Le 8 février, une quarantaine de chefs d'État et de gouvernement ont assisté aux obsèques du roi Hussein, qui a été inhumé dans le cimetière familial du palais royal de Raghdan, à Amman. Le président américain Bill Clinton, pour qui Hussein représentait une pièce maîtresse sur l'échiquier proche-oriental, conduisait une délégation américaine comprenant trois de ses prédécesseurs, George Bush, Jimmy Carter et Gerald Ford. Le Britannique Tony Blair, le Français Jacques Chirac, l'Allemand Gerhard Schröder et même le Russe Boris Eltsine étaient présents. Mais aussi le Premier ministre israélien Benyamin Netanyahou, à l'origine du blocage du processus de paix dans lequel le souverain hachémite avait beaucoup investi, et qui figurait au sein d'une importante délégation menée par le président Ezer Weizman. Assistaient également aux obsèques des représentants des monarchies pétrolières, dont les relations avec la Jordanie s'étaient détériorées après que le roi Hussein eut pris position en faveur de l'Irak lors de la guerre du Golfe. La présence la plus surprenante – et donc la plus remarquée – était toutefois celle du président syrien Hafez el-Asad, dont le pays a longtemps été accusé de vouloir déstabiliser le régime pro-occidental de son voisin allié d'Israël : à la surprise générale, Damas, qui devait entériner le jour même, par référendum, le nouveau mandat du président el-Asad, avait décidé de reporter le scrutin et décrété trois jours de deuil. Abdallah hérite, avec la couronne, d'un royaume en grande difficulté. L'économie jordanienne, soumise aux conditions draconiennes du plan d'ajustement structurel imposé par le FMI en 1989, est étouffée par la dette, alors que sa croissance est en fort ralentissement.

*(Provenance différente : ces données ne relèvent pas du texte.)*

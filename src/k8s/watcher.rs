//! Watch orchestration
//!
//! Keeps exactly one live watch per (namespace, workload kind) pair. In
//! cluster scope a namespace watch fans out to per-kind watches as
//! namespaces appear; in restricted scope a single namespace is wired up
//! directly. Streams self-heal from connection resets; anything else
//! abandons the stream instance and leaves recovery to process
//! supervision.

use crate::config::Config;
use crate::k8s::router::Router;
use crate::workload::{KubeObjectRecord, WorkloadKind};
use futures::StreamExt;
use k8s_openapi::api::apps::v1::{DaemonSet, Deployment, ReplicaSet, StatefulSet};
use k8s_openapi::api::batch::v1::{CronJob, Job};
use k8s_openapi::api::core::v1::{Namespace, Pod, ReplicationController};
use kube::runtime::watcher::{self, watcher, Event};
use kube::{Api, Client};
use serde::de::DeserializeOwned;
use std::collections::HashSet;
use std::sync::Arc;
use std::time::Duration;
use tokio::sync::Mutex;
use tracing::{debug, error, info};

/// Namespaces internal to the orchestrator itself; never watched.
pub const KUBERNETES_INTERNAL_NAMESPACES: [&str; 3] =
    ["kube-node-lease", "kube-public", "kube-system"];

const STREAM_RESTART_DELAY: Duration = Duration::from_secs(1);

#[derive(Debug, Clone)]
pub enum WatchScope {
    /// Watch every namespace the agent can see.
    Cluster,
    /// Watch a single fixed namespace.
    SingleNamespace(String),
}

/// What to do with a watch stream after an error event.
#[derive(Debug, Clone, Copy, PartialEq, Eq)]
pub enum StreamDisposition {
    /// Reset-type connection error: restart the stream in place.
    Restart,
    /// Anything else: log loudly and abandon this stream instance.
    Degrade,
}

/// Connection resets are routine on long-lived watch connections and must
/// not escalate; unknown errors should surface instead of looping
/// silently. The watcher errors render the underlying transport error, so
/// classification goes by message, as there is no errno to match on.
pub fn classify_stream_error(message: &str) -> StreamDisposition {
    let message = message.to_ascii_lowercase();
    if message.contains("connection reset") || message.contains("econnreset") {
        StreamDisposition::Restart
    } else {
        StreamDisposition::Degrade
    }
}

pub fn is_internal_namespace(namespace: &str) -> bool {
    KUBERNETES_INTERNAL_NAMESPACES.contains(&namespace)
}

/// An absent exclusion list means "exclude nothing".
pub fn is_excluded_namespace(namespace: &str, excluded: Option<&[String]>) -> bool {
    excluded.is_some_and(|excluded| excluded.iter().any(|entry| entry == namespace))
}

/// Tracks namespaces that already have per-kind watches. Registration is
/// idempotent: a namespace deleted and re-created out of order must not
/// produce a second set of watches.
pub struct NamespaceRegistry {
    watched: Mutex<HashSet<String>>,
}

impl NamespaceRegistry {
    pub fn new() -> Self {
        Self {
            watched: Mutex::new(HashSet::new()),
        }
    }

    /// Returns true when the namespace was not tracked before.
    pub async fn try_register(&self, namespace: &str) -> bool {
        self.watched.lock().await.insert(namespace.to_string())
    }
}

impl Default for NamespaceRegistry {
    fn default() -> Self {
        Self::new()
    }
}

pub struct WatchOrchestrator {
    client: Client,
    router: Arc<Router>,
    registry: NamespaceRegistry,
    excluded_namespaces: Option<Vec<String>>,
    skip_jobs: bool,
}

impl WatchOrchestrator {
    pub fn new(client: Client, router: Arc<Router>, config: &Config) -> Arc<Self> {
        Arc::new(Self {
            client,
            router,
            registry: NamespaceRegistry::new(),
            excluded_namespaces: config.excluded_namespaces.clone(),
            skip_jobs: config.skip_jobs,
        })
    }

    pub async fn begin_watching(self: &Arc<Self>, scope: WatchScope) {
        match scope {
            WatchScope::SingleNamespace(namespace) => {
                info!(namespace = %namespace, "agent restricted to a single namespace");
                self.setup_watches_for_namespace(&namespace).await;
            }
            WatchScope::Cluster => {
                let orchestrator = Arc::clone(self);
                tokio::spawn(async move { orchestrator.watch_namespaces().await });
            }
        }
    }

    /// Cluster-wide namespace watch. Every namespace that passes the
    /// inclusion filter gets its per-kind watches set up exactly once.
    async fn watch_namespaces(self: Arc<Self>) {
        let api: Api<Namespace> = Api::all(self.client.clone());

        loop {
            let mut stream = watcher(api.clone(), watcher::Config::default()).boxed();
            let disposition = loop {
                match stream.next().await {
                    Some(Ok(Event::Apply(namespace)))
                    | Some(Ok(Event::InitApply(namespace))) => {
                        self.handle_namespace_added(namespace).await;
                    }
                    Some(Ok(_)) => {}
                    Some(Err(err)) => break classify_stream_error(&err.to_string()),
                    None => break StreamDisposition::Restart,
                }
            };

            match disposition {
                StreamDisposition::Restart => {
                    debug!("namespace watch connection reset, restarting");
                    tokio::time::sleep(STREAM_RESTART_DELAY).await;
                }
                StreamDisposition::Degrade => {
                    error!("unexpected namespace watch error, abandoning stream");
                    return;
                }
            }
        }
    }

    async fn handle_namespace_added(&self, namespace: Namespace) {
        let Some(name) = namespace.metadata.name else {
            error!("namespace event missing metadata.name, skipping");
            return;
        };

        if is_internal_namespace(&name)
            || is_excluded_namespace(&name, self.excluded_namespaces.as_deref())
        {
            info!(namespace = %name, "ignoring excluded namespace");
            return;
        }

        self.setup_watches_for_namespace(&name).await;
    }

    /// Sets up one watch per supported kind for the namespace. A single
    /// kind failing to start is skipped; the remaining kinds still get
    /// their watches.
    async fn setup_watches_for_namespace(&self, namespace: &str) {
        if !self.registry.try_register(namespace).await {
            info!(namespace, "namespace watches already set up, skipping");
            return;
        }

        info!(namespace, "setting up namespace watches");

        // Each kind runs as its own task, so one kind failing to watch
        // never takes the others down with it.
        for kind in WorkloadKind::ALL {
            if self.skip_jobs && kind == WorkloadKind::Job {
                continue;
            }
            self.spawn_workload_watch(namespace, kind);
        }
    }

    fn spawn_workload_watch(&self, namespace: &str, kind: WorkloadKind) {
        let router = Arc::clone(&self.router);
        let namespace = namespace.to_string();

        match kind {
            WorkloadKind::Pod => {
                let api: Api<Pod> = Api::namespaced(self.client.clone(), &namespace);
                tokio::spawn(watch_pods(api, namespace, router));
            }
            WorkloadKind::Deployment => {
                let api: Api<Deployment> = Api::namespaced(self.client.clone(), &namespace);
                tokio::spawn(watch_controller(
                    api,
                    kind,
                    namespace,
                    KubeObjectRecord::from_deployment,
                    router,
                ));
            }
            WorkloadKind::ReplicaSet => {
                let api: Api<ReplicaSet> = Api::namespaced(self.client.clone(), &namespace);
                tokio::spawn(watch_controller(
                    api,
                    kind,
                    namespace,
                    KubeObjectRecord::from_replica_set,
                    router,
                ));
            }
            WorkloadKind::StatefulSet => {
                let api: Api<StatefulSet> = Api::namespaced(self.client.clone(), &namespace);
                tokio::spawn(watch_controller(
                    api,
                    kind,
                    namespace,
                    KubeObjectRecord::from_stateful_set,
                    router,
                ));
            }
            WorkloadKind::DaemonSet => {
                let api: Api<DaemonSet> = Api::namespaced(self.client.clone(), &namespace);
                tokio::spawn(watch_controller(
                    api,
                    kind,
                    namespace,
                    KubeObjectRecord::from_daemon_set,
                    router,
                ));
            }
            WorkloadKind::ReplicationController => {
                let api: Api<ReplicationController> =
                    Api::namespaced(self.client.clone(), &namespace);
                tokio::spawn(watch_controller(
                    api,
                    kind,
                    namespace,
                    KubeObjectRecord::from_replication_controller,
                    router,
                ));
            }
            WorkloadKind::Job => {
                let api: Api<Job> = Api::namespaced(self.client.clone(), &namespace);
                tokio::spawn(watch_controller(
                    api,
                    kind,
                    namespace,
                    KubeObjectRecord::from_job,
                    router,
                ));
            }
            WorkloadKind::CronJob => {
                let api: Api<CronJob> = Api::namespaced(self.client.clone(), &namespace);
                tokio::spawn(watch_controller(
                    api,
                    kind,
                    namespace,
                    KubeObjectRecord::from_cron_job,
                    router,
                ));
            }
        }
    }
}

/// Pod stream: Added/Modified go through the readiness-gated scan path,
/// deletions are always reported.
async fn watch_pods(api: Api<Pod>, namespace: String, router: Arc<Router>) {
    loop {
        let mut stream = watcher(api.clone(), watcher::Config::default()).boxed();
        let disposition = loop {
            match stream.next().await {
                Some(Ok(Event::Apply(pod))) | Some(Ok(Event::InitApply(pod))) => {
                    router.handle_pod_applied(pod).await;
                }
                Some(Ok(Event::Delete(pod))) => {
                    router.handle_pod_deleted(pod).await;
                }
                Some(Ok(_)) => {}
                Some(Err(err)) => break classify_stream_error(&err.to_string()),
                None => break StreamDisposition::Restart,
            }
        };

        match disposition {
            StreamDisposition::Restart => {
                debug!(namespace = %namespace, kind = "Pod", "watch connection reset, restarting");
                tokio::time::sleep(STREAM_RESTART_DELAY).await;
            }
            StreamDisposition::Degrade => {
                error!(
                    namespace = %namespace,
                    kind = "Pod",
                    "unexpected watch error, abandoning stream"
                );
                return;
            }
        }
    }
}

/// Controller streams only care about deletions; live state is observed
/// through the pods the controllers own.
async fn watch_controller<K>(
    api: Api<K>,
    kind: WorkloadKind,
    namespace: String,
    extract: fn(&K) -> Option<KubeObjectRecord>,
    router: Arc<Router>,
) where
    K: kube::Resource + Clone + DeserializeOwned + std::fmt::Debug + Send + 'static,
{
    loop {
        let mut stream = watcher(api.clone(), watcher::Config::default()).boxed();
        let disposition = loop {
            match stream.next().await {
                Some(Ok(Event::Delete(object))) => match extract(&object) {
                    Some(record) => router.handle_workload_deleted(record).await,
                    None => debug!(
                        namespace = %namespace,
                        kind = %kind,
                        "deleted object lacks a pod template, skipping deletion report"
                    ),
                },
                Some(Ok(_)) => {}
                Some(Err(err)) => break classify_stream_error(&err.to_string()),
                None => break StreamDisposition::Restart,
            }
        };

        match disposition {
            StreamDisposition::Restart => {
                debug!(namespace = %namespace, kind = %kind, "watch connection reset, restarting");
                tokio::time::sleep(STREAM_RESTART_DELAY).await;
            }
            StreamDisposition::Degrade => {
                error!(
                    namespace = %namespace,
                    kind = %kind,
                    "unexpected watch error, abandoning stream"
                );
                return;
            }
        }
    }
}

Un royaume frappé par la crise

Le chômage frappe près de 30 % de ses habitants, et les revenus, principalement fondés sur l'exportation de main-d'œuvre liée à l'exploitation pétrolière, pâtissent sévèrement de la chute des cours. L'insatisfaction des besoins les plus urgents, que les aides financières occidentales ne suffisent pas à combler, s'est traduite, ces dernières années, par une aggravation des tensions sociales. Ce sont le soutien de l'Irak lors de la guerre du Golfe, en 1991, et la signature d'une paix séparée avec Israël, en 1994, qui ont été les catalyseurs de la crise structurelle de l'économie jordanienne. Exsangue et frappé par l'embargo international, le traditionnel marché irakien s'est tari bien avant la rupture entre les deux pays, en 1995. Et Amman n'a jamais bénéficié des retombées économiques qu'elle avait escompté de sa normalisation avec Jérusalem.